**Exercise:**
Word for word, restate the lines from the start of the data down to the line with "is still rejected.", both included.

⟨

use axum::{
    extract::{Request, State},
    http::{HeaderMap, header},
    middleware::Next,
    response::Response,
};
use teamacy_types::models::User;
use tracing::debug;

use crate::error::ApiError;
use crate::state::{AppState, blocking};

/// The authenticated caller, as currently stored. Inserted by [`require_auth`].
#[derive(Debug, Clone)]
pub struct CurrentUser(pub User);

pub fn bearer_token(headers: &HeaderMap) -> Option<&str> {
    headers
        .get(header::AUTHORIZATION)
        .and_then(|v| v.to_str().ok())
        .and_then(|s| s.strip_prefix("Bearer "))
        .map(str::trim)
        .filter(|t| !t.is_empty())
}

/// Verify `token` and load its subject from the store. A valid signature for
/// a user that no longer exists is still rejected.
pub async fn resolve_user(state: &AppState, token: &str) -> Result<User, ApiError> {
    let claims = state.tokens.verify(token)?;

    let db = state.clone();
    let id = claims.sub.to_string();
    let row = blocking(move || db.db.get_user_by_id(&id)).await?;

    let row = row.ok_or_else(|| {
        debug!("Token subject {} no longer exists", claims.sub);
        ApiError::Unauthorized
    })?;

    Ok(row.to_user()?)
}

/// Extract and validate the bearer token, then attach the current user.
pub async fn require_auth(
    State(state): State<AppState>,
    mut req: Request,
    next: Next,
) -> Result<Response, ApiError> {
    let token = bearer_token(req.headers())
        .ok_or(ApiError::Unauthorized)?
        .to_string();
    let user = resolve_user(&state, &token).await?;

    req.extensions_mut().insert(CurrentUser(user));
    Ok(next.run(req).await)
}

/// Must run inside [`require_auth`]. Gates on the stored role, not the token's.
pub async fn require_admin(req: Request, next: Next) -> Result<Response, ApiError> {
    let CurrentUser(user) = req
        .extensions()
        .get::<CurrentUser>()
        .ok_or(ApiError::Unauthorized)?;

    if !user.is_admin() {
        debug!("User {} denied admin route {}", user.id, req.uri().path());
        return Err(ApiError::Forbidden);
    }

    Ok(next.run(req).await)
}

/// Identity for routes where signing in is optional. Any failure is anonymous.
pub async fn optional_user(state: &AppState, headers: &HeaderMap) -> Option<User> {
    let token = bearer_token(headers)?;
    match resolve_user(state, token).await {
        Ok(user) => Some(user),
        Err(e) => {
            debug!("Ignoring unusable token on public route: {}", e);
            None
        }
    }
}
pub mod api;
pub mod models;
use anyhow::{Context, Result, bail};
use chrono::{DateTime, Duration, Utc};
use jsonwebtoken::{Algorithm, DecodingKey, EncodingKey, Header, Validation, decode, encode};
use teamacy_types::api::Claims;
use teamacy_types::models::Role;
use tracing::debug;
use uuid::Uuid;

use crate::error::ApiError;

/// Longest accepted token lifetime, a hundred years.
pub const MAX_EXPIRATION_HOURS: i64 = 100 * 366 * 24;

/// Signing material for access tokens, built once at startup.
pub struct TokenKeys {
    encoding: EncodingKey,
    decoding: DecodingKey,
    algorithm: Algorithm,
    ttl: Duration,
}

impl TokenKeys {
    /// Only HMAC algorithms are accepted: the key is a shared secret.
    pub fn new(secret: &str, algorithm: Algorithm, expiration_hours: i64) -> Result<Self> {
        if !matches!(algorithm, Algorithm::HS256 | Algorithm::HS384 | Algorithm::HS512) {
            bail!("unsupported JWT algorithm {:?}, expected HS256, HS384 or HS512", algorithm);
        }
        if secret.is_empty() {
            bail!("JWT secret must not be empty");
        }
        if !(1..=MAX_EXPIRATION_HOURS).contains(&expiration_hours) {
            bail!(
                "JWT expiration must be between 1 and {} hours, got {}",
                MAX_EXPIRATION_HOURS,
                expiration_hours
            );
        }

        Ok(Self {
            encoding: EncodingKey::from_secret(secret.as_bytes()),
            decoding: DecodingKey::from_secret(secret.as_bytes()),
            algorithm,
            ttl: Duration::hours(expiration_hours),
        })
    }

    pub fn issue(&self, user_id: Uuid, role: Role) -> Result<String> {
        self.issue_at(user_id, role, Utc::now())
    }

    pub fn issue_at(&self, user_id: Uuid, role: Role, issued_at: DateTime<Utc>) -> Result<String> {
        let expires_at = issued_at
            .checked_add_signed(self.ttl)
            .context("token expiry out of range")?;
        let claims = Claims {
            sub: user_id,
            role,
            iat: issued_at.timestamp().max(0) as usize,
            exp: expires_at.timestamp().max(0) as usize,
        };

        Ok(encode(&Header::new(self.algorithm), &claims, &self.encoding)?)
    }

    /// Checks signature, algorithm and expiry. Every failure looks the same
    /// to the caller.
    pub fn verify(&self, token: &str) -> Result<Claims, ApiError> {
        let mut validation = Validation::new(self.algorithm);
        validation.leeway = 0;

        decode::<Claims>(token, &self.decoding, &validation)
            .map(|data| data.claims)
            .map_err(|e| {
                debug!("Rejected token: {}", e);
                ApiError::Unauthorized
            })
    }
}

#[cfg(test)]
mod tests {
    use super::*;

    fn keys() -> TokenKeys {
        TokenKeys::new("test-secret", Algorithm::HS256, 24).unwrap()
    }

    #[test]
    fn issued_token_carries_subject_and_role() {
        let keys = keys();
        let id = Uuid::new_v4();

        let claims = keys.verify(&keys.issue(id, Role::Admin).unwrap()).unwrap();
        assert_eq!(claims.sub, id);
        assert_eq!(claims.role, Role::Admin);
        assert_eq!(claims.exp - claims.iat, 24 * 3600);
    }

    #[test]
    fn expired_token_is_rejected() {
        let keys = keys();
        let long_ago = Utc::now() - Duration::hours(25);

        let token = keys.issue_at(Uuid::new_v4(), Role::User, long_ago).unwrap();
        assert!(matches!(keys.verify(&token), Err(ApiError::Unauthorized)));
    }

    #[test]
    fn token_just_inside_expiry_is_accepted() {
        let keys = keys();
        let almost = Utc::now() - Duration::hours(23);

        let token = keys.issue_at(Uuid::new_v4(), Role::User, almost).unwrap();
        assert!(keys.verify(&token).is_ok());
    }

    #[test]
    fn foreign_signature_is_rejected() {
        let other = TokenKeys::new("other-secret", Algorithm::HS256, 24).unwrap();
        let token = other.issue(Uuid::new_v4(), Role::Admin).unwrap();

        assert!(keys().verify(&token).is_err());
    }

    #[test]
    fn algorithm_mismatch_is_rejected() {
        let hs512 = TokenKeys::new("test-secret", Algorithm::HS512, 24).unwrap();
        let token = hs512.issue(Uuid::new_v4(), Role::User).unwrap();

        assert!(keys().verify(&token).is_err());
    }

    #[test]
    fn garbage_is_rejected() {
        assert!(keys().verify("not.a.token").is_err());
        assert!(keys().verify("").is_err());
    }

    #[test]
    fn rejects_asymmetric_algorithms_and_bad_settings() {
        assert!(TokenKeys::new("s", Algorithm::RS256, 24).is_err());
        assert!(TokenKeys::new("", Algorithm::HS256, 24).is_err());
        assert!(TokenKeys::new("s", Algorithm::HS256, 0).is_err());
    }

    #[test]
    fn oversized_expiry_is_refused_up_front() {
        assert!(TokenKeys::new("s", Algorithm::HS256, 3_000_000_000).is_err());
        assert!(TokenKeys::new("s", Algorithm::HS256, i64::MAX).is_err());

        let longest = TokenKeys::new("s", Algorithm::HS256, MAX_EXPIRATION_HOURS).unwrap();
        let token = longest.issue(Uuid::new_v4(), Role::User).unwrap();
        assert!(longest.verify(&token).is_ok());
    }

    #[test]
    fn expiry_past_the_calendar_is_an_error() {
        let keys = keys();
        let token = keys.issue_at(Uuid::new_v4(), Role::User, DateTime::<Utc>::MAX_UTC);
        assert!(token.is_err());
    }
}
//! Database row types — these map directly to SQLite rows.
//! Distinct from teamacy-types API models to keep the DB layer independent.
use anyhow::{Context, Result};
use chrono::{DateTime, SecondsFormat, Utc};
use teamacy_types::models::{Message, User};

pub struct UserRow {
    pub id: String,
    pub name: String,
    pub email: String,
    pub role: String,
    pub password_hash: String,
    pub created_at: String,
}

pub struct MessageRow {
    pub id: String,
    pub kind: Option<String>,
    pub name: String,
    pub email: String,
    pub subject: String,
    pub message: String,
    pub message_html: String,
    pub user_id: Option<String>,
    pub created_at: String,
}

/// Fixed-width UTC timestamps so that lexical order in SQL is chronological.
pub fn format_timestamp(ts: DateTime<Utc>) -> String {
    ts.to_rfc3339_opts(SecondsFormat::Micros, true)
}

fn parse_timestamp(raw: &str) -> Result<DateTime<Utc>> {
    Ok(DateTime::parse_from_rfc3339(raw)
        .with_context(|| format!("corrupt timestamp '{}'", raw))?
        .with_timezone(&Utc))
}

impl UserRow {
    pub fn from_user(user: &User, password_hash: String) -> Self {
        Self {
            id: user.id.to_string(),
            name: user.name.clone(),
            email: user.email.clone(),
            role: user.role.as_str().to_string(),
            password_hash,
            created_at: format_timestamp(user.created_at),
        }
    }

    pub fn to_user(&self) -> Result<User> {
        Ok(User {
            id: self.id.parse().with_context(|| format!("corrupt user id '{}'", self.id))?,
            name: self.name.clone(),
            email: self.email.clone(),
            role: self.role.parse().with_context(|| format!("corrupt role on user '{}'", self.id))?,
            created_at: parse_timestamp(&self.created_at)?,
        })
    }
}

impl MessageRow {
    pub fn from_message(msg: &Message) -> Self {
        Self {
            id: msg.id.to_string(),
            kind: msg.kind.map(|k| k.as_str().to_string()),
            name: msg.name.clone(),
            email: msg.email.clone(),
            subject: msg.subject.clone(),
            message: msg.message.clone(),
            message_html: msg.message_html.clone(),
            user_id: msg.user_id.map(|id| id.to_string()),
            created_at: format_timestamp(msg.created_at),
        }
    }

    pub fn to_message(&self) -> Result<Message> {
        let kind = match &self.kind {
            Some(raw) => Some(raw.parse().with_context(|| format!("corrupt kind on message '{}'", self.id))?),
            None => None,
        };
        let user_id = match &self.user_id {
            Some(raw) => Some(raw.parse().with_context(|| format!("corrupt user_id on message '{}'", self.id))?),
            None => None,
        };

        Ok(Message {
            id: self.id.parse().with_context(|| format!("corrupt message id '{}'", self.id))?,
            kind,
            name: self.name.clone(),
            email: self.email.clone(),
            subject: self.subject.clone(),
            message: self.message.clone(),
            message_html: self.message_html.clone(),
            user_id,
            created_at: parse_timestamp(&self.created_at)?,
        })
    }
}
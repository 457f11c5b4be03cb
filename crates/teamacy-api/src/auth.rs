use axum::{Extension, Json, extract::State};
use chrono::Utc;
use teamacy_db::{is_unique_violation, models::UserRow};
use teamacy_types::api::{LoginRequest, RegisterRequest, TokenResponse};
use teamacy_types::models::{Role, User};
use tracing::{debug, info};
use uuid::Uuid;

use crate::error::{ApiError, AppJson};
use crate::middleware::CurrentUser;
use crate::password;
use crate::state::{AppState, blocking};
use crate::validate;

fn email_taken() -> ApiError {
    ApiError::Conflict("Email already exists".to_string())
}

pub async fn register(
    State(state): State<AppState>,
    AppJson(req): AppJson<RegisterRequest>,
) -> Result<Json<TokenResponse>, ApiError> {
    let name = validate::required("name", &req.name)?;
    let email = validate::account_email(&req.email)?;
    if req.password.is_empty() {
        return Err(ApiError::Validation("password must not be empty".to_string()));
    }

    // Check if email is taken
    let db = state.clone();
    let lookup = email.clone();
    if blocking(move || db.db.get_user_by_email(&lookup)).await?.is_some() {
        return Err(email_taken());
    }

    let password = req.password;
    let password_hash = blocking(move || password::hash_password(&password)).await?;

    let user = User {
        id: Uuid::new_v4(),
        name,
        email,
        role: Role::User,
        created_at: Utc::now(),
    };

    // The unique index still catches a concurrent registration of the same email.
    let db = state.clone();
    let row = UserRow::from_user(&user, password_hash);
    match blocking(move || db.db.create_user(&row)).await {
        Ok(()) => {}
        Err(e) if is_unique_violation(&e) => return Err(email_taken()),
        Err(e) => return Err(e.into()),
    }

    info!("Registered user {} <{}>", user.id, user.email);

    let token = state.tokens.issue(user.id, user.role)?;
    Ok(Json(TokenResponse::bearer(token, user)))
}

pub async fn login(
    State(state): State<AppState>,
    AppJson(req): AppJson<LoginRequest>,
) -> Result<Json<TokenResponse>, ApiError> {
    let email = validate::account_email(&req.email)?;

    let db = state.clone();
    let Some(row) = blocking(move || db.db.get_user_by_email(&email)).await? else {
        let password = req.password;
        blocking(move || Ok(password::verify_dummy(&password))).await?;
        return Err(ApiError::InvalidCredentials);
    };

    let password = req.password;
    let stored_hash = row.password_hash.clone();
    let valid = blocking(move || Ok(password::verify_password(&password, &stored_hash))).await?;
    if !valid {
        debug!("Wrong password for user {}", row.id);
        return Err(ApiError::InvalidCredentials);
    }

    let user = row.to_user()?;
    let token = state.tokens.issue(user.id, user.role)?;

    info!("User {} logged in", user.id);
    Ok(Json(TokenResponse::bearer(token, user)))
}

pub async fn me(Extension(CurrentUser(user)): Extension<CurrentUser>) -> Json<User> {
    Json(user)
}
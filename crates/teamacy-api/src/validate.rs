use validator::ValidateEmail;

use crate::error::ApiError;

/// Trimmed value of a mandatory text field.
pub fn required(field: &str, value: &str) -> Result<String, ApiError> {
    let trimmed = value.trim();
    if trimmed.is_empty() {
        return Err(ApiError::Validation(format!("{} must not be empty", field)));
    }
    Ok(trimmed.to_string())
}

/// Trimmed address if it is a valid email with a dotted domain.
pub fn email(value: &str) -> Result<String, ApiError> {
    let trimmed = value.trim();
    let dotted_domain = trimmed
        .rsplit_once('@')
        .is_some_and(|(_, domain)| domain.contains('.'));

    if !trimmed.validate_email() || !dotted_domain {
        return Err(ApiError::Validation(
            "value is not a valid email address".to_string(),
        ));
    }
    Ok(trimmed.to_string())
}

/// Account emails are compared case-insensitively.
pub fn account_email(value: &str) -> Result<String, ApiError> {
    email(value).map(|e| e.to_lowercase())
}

⟩

**Result:**
use axum::{
    extract::{Request, State},
    http::{HeaderMap, header},
    middleware::Next,
    response::Response,
};
use teamacy_types::models::User;
use tracing::debug;

use crate::error::ApiError;
use crate::state::{AppState, blocking};

/// The authenticated caller, as currently stored. Inserted by [`require_auth`].
#[derive(Debug, Clone)]
pub struct CurrentUser(pub User);

pub fn bearer_token(headers: &HeaderMap) -> Option<&str> {
    headers
        .get(header::AUTHORIZATION)
        .and_then(|v| v.to_str().ok())
        .and_then(|s| s.strip_prefix("Bearer "))
        .map(str::trim)
        .filter(|t| !t.is_empty())
}

/// Verify `token` and load its subject from the store. A valid signature for
/// a user that no longer exists is still rejected.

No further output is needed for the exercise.